◆ **Task brief**
Among the records that follow, find each line holding the word "uninteracted" and copy it.

-- Excerpted data follows --

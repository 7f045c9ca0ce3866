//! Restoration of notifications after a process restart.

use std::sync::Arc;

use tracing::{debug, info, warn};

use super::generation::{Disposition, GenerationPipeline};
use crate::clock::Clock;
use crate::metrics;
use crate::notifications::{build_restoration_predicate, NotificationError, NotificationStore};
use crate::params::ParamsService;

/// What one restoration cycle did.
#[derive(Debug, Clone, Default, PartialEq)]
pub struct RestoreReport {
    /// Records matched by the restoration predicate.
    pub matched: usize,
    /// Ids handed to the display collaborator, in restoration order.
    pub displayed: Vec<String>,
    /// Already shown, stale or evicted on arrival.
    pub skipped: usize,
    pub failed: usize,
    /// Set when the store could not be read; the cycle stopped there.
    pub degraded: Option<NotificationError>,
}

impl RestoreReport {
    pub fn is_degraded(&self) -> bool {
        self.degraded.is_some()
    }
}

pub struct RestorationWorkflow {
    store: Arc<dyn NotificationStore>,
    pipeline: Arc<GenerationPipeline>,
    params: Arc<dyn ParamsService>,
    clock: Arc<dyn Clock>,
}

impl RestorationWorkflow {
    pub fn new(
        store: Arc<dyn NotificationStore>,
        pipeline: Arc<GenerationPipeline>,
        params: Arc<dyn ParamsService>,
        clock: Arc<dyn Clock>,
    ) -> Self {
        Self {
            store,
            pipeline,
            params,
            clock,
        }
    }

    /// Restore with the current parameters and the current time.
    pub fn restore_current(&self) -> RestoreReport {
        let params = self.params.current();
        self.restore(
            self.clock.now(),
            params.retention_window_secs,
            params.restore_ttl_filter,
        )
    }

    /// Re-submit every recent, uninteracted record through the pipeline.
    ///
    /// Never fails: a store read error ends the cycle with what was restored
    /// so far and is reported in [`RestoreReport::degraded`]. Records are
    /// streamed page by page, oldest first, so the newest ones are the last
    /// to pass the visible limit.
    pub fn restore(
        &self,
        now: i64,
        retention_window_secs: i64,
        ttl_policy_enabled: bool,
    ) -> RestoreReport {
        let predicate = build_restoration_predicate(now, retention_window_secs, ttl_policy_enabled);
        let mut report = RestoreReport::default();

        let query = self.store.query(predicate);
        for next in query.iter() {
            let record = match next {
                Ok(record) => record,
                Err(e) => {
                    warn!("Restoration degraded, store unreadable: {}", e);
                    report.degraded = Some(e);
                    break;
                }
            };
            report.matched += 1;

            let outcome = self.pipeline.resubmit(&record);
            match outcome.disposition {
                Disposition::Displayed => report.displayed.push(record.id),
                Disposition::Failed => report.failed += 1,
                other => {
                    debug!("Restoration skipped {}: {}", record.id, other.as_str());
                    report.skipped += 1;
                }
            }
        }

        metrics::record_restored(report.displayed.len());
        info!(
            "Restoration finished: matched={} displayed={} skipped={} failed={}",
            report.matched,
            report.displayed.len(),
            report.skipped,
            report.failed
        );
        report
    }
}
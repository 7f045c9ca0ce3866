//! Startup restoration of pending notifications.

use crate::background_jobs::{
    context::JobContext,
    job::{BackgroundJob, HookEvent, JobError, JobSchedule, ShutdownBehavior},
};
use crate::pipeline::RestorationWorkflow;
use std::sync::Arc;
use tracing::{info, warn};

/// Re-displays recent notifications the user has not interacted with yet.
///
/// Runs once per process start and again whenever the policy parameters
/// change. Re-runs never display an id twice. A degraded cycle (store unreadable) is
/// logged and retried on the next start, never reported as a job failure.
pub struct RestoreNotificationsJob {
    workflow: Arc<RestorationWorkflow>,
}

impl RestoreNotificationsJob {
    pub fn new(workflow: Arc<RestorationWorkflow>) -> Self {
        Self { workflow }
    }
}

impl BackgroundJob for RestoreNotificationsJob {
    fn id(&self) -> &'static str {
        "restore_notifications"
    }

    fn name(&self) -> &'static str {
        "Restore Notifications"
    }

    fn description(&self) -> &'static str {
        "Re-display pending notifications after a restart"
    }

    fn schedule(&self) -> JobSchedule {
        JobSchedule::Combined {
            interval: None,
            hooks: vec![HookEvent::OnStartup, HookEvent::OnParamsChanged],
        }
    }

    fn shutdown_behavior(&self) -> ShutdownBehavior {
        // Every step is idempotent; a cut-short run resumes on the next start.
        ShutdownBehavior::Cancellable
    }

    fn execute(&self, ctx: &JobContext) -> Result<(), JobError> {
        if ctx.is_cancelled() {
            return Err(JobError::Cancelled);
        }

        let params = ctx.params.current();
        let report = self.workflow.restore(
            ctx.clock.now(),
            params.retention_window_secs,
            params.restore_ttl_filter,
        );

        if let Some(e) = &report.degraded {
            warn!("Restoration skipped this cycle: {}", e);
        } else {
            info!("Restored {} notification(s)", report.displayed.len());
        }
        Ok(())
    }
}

-- Excerpted data concluded --
-- Excerpted data follows --

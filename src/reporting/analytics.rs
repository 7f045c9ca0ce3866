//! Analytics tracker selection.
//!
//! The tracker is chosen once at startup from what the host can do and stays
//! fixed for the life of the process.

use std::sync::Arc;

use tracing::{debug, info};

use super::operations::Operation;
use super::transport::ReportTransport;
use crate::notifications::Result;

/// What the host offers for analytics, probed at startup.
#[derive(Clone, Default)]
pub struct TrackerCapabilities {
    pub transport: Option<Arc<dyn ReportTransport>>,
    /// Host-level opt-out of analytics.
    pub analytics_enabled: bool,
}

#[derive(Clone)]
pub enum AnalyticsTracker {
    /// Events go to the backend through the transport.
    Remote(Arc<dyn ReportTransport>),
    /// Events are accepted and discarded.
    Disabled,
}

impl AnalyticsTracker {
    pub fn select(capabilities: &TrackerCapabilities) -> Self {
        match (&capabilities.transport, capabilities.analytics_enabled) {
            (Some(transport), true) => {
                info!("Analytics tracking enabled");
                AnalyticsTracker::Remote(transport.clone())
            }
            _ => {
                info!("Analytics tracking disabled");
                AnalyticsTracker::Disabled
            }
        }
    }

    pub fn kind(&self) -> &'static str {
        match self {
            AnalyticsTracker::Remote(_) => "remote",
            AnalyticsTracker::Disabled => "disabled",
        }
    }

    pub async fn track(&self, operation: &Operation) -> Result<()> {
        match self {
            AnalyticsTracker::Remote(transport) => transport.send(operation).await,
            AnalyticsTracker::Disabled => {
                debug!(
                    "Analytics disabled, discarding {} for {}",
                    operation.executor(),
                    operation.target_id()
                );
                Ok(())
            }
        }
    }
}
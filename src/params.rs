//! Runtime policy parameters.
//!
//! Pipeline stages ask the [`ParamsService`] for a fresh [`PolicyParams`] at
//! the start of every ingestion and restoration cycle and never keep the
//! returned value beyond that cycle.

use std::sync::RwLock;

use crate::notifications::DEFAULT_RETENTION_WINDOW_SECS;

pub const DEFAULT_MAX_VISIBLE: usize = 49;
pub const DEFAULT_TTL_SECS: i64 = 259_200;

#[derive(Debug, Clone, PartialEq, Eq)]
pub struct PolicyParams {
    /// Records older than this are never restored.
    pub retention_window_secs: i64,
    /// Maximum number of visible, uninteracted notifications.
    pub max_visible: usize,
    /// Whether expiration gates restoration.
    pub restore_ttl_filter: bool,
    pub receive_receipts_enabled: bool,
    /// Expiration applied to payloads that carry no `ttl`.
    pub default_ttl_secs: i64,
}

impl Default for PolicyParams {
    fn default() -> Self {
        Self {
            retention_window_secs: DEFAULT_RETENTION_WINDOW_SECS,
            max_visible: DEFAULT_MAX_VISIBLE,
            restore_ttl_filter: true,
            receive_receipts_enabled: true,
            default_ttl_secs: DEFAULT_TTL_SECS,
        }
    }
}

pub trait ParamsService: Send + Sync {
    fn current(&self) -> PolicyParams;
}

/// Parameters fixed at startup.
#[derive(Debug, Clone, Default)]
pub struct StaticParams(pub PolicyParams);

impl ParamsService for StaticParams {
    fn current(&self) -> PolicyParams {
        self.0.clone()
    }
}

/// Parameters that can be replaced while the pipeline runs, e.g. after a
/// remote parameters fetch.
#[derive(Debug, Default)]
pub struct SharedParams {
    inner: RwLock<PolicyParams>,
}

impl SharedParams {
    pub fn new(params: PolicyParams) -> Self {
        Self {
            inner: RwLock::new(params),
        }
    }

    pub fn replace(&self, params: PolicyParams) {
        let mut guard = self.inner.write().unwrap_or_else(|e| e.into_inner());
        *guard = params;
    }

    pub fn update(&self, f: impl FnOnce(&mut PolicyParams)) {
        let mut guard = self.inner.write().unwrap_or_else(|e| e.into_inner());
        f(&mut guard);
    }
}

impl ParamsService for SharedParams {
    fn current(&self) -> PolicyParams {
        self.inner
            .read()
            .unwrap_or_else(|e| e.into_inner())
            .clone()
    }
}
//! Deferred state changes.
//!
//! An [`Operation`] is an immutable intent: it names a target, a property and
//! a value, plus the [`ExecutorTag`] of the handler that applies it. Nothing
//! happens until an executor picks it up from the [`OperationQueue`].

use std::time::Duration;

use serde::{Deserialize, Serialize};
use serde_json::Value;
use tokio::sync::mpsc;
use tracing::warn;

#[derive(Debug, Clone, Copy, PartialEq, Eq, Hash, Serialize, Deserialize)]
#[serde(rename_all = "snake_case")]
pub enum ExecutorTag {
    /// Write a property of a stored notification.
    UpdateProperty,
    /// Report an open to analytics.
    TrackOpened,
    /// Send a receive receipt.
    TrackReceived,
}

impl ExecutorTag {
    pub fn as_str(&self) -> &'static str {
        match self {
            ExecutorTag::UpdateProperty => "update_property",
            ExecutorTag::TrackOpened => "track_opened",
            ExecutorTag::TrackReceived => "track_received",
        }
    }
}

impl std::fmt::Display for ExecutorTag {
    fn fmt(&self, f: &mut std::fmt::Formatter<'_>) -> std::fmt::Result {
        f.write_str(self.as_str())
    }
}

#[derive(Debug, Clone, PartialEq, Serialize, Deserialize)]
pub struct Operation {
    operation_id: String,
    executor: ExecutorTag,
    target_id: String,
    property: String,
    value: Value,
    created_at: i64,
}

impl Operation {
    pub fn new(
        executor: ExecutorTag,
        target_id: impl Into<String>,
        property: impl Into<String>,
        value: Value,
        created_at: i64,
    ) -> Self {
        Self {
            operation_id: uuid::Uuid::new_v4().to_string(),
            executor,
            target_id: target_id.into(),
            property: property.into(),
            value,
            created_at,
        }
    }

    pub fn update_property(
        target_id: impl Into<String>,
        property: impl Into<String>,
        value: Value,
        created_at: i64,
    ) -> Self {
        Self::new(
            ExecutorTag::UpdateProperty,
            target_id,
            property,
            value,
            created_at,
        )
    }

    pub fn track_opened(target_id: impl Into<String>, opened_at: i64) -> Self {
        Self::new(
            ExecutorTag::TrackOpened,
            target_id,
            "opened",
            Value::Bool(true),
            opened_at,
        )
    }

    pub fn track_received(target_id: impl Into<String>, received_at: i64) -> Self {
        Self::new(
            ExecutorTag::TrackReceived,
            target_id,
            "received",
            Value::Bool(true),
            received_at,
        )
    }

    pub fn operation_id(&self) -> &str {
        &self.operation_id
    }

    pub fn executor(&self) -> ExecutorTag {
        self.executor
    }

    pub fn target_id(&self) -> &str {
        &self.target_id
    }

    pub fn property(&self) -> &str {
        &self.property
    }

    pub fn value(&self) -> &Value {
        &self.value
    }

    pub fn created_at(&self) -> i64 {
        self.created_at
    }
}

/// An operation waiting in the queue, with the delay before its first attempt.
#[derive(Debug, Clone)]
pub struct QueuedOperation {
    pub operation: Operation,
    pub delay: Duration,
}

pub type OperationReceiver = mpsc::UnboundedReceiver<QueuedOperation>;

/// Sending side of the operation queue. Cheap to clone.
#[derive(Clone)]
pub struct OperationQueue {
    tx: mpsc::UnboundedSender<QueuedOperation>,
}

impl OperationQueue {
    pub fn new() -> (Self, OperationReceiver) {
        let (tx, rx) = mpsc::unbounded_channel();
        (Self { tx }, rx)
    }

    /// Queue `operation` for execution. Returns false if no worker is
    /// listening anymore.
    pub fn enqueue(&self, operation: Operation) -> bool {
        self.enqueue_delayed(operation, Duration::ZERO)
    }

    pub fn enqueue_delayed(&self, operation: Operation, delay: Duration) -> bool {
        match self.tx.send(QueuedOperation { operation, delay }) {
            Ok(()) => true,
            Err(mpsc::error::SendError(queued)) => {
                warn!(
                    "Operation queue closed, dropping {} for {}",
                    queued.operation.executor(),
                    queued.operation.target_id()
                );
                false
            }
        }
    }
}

-- Excerpted data concluded --
-- Excerpted data follows --

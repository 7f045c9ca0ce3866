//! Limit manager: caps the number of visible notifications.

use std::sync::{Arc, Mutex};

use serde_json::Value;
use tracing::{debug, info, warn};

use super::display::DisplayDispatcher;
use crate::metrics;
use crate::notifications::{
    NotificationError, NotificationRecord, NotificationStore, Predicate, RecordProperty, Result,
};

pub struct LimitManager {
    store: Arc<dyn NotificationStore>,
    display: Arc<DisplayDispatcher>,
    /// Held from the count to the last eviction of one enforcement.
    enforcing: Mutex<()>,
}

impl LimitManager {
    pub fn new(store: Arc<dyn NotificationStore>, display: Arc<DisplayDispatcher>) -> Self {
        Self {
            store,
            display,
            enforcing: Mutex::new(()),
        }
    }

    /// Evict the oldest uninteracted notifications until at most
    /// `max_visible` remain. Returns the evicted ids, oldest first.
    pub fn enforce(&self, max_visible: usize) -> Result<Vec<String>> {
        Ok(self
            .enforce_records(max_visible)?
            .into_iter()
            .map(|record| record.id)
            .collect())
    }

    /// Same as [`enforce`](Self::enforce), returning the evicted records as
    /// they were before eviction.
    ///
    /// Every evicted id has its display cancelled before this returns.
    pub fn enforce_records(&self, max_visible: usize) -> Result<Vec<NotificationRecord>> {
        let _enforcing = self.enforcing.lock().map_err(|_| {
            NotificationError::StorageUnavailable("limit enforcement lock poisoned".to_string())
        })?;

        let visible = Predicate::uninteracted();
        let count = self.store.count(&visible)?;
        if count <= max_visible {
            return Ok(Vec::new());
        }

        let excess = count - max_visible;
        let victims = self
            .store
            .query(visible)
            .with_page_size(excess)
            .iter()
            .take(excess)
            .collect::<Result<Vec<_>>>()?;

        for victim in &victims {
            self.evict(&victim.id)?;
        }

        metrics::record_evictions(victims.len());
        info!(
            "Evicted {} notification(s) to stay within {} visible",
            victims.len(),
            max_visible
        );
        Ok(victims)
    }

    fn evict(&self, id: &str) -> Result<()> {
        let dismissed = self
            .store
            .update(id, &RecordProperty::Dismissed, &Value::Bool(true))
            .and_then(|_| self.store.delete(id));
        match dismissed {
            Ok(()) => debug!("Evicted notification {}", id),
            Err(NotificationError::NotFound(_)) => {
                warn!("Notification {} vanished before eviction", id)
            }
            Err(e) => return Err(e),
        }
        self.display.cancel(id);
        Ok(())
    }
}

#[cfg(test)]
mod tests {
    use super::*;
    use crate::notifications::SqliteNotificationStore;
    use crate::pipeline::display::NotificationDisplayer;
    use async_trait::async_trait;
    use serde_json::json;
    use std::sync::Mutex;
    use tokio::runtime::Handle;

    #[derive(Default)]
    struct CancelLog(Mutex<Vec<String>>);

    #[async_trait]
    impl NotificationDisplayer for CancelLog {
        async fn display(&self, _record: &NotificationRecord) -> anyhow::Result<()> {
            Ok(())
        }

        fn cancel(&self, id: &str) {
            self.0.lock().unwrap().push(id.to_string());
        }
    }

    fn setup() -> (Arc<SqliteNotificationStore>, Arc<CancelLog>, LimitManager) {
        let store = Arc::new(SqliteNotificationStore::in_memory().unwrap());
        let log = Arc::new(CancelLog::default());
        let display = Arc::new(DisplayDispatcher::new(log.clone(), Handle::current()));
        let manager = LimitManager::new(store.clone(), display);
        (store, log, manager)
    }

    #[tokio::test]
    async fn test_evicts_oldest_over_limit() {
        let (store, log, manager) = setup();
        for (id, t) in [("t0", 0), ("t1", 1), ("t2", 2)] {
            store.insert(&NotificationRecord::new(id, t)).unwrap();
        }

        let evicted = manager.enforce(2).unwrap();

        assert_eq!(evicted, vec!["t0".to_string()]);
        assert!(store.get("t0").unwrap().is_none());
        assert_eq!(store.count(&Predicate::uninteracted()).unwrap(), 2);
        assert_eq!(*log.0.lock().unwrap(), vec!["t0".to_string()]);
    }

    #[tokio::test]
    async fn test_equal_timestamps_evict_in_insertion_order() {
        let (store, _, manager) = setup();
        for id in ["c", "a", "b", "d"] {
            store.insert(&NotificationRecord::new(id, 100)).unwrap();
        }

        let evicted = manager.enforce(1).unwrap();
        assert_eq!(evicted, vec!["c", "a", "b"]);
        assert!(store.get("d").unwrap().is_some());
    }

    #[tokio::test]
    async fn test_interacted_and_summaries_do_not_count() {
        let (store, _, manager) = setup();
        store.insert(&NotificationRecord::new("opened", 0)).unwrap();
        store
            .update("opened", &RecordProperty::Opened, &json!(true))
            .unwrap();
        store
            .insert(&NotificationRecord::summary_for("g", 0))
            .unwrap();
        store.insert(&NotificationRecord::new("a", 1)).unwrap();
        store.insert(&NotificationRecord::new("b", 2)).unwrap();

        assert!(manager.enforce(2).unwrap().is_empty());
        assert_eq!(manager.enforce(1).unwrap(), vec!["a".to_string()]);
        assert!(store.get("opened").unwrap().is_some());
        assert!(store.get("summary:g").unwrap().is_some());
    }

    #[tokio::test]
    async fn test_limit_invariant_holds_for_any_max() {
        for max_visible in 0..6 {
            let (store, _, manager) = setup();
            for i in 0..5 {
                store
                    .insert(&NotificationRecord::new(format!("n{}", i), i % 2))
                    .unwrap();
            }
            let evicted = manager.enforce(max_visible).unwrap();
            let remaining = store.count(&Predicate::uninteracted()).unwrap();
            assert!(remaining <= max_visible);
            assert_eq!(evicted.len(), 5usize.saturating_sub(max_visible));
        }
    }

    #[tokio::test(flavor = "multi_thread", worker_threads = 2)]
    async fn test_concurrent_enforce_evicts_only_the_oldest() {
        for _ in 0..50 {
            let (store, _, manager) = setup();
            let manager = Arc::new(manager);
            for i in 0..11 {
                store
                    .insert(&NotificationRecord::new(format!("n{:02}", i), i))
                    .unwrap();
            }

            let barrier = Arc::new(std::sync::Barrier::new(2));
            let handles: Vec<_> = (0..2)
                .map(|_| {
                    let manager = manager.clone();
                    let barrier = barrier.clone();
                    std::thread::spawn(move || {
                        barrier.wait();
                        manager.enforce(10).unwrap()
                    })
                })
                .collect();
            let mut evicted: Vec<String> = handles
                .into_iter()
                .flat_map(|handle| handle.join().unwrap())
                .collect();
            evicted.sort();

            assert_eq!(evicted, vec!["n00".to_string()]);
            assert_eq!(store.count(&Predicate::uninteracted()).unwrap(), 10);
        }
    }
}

-- Excerpted data concluded --

◆ **Answer to this problem**
    /// Re-submit every recent, uninteracted record through the pipeline.
    /// Maximum number of visible, uninteracted notifications.
    /// Evict the oldest uninteracted notifications until at most
        let visible = Predicate::uninteracted();
        assert_eq!(store.count(&Predicate::uninteracted()).unwrap(), 2);
            let remaining = store.count(&Predicate::uninteracted()).unwrap();
            assert_eq!(store.count(&Predicate::uninteracted()).unwrap(), 10);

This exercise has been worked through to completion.